Mereka berdua berjalan ke rak minuman, "dengar. Pilih minuman yang kau mau. Tapi jangan soda atau minuman energi.mengerti? Aku akan pilih-pilih bumbu masak dan biskuit-biskuit untuk stok di rumah." Ucap Revan yang disambut oleh anggukan enggan dari Taufan. 

"Hmm, gaboleh soda..terus apa ya?" Gumamnya sambil menatap lemari pendingin dengan intens. "Pokali aja kali ya?" 

Sambil ia terbenam dalam pilihannya, terdengar sang cashier menyambut pelanggan yang baru masuk lagi. Taufan mulai memasukan pokali ke keranjang belanja dan pindah ke lemari pendingin sebelah untuk mencari yogurt namun ia dapat merasakan genggaman di pergelangan tangannya. 

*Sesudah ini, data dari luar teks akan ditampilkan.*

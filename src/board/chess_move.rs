//! The move representation.
//!
//! A `Move` carries its mover and any side data needed to apply it: the
//! captured piece (whose square differs from `to` only under en passant),
//! the rook transition for castling, and the promotion kind. Castling is a
//! first-class field rather than a re-derived special case so that `apply`
//! never has to guess what a move meant.

use crate::board::piece::{Color, Piece, PieceKind};
use crate::board::square::Square;

#[derive(Debug, Clone, Copy)]
pub struct Move {
    /// The piece being moved, as it stood before the move.
    pub mover: Piece,
    pub from: Square,
    pub to: Square,
    /// Captured piece and the square it is removed from.
    pub captured: Option<(Piece, Square)>,
    /// Castling only: the rook, its origin corner, and its destination.
    pub castle_rook: Option<(Piece, Square, Square)>,
    /// Promotion kind for a pawn reaching the far rank. `None` at
    /// apply-time promotes to a queen.
    pub promotion: Option<PieceKind>,
}

impl Move {
    /// A plain move or capture with no special bookkeeping.
    #[inline]
    pub fn regular(mover: Piece, from: Square, to: Square, captured: Option<(Piece, Square)>) -> Self {
        Move {
            mover,
            from,
            to,
            captured,
            castle_rook: None,
            promotion: None,
        }
    }

    /// The identity key moves are compared by. Capture and rook data are
    /// derived from the position, so a caller can name a move with
    /// `(from, to, promotion)` alone.
    #[inline]
    fn identity(&self) -> (PieceKind, Color, Square, Square, Option<PieceKind>) {
        (
            self.mover.kind,
            self.mover.color,
            self.from,
            self.to,
            self.promotion,
        )
    }

    /// True when this move answers a `(from, to, promotion)` request. An
    /// unspecified promotion matches the queen candidate, the apply-time
    /// default.
    #[inline]
    pub fn matches_request(&self, from: Square, to: Square, promotion: Option<PieceKind>) -> bool {
        if self.from != from || self.to != to {
            return false;
        }
        match (self.promotion, promotion) {
            (got, want) if got == want => true,
            (Some(PieceKind::Queen), None) => true,
            _ => false,
        }
    }
}

impl PartialEq for Move {
    fn eq(&self, other: &Self) -> bool {
        self.identity() == other.identity()
    }
}

impl Eq for Move {}

#[cfg(test)]
mod tests {
    use super::*;

    fn pawn_move(captured: Option<(Piece, Square)>) -> Move {
        Move::regular(
            Piece::new(PieceKind::Pawn, Color::White),
            Square::new(4, 1),
            Square::new(4, 2),
            captured,
        )
    }

    #[test]
    fn equality_ignores_derived_capture_data() {
        let plain = pawn_move(None);
        let with_capture = pawn_move(Some((
            Piece::new(PieceKind::Knight, Color::Black),
            Square::new(4, 2),
        )));
        assert_eq!(plain, with_capture);
    }

    #[test]
    fn equality_distinguishes_promotion_kind() {
        let mut queen = pawn_move(None);
        queen.promotion = Some(PieceKind::Queen);
        let mut rook = queen;
        rook.promotion = Some(PieceKind::Rook);
        assert_ne!(queen, rook);
    }

    #[test]
    fn unspecified_promotion_request_matches_queen_only() {
        let mut queen = pawn_move(None);
        queen.promotion = Some(PieceKind::Queen);
        let mut knight = queen;
        knight.promotion = Some(PieceKind::Knight);

        assert!(queen.matches_request(queen.from, queen.to, None));
        assert!(!knight.matches_request(knight.from, knight.to, None));
        assert!(knight.matches_request(knight.from, knight.to, Some(PieceKind::Knight)));
    }
}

Genggaman yang sangat kuat dan terasa sedikit seperti cengkraman, seakan tak mau melepaskannya.

Manik birunya menatap tangan yang menggenggamnya, jaket biru. 

"..Taufan?" Ucap orang itu.

Manik Taufan membelalak, matanya kini menatap wajah orang itu. Kini jantungnya yang biasanya lemah terasa berdebar terlalu kencang, lalu hampir jatuh. Matanya membelalak lebar. 

Ia berusaha menarik tangannya dari genggaman orang itu, namun genggaman itu menguat. Tubuh Taufan yang lemah tak bisa lolos dengan mudah. 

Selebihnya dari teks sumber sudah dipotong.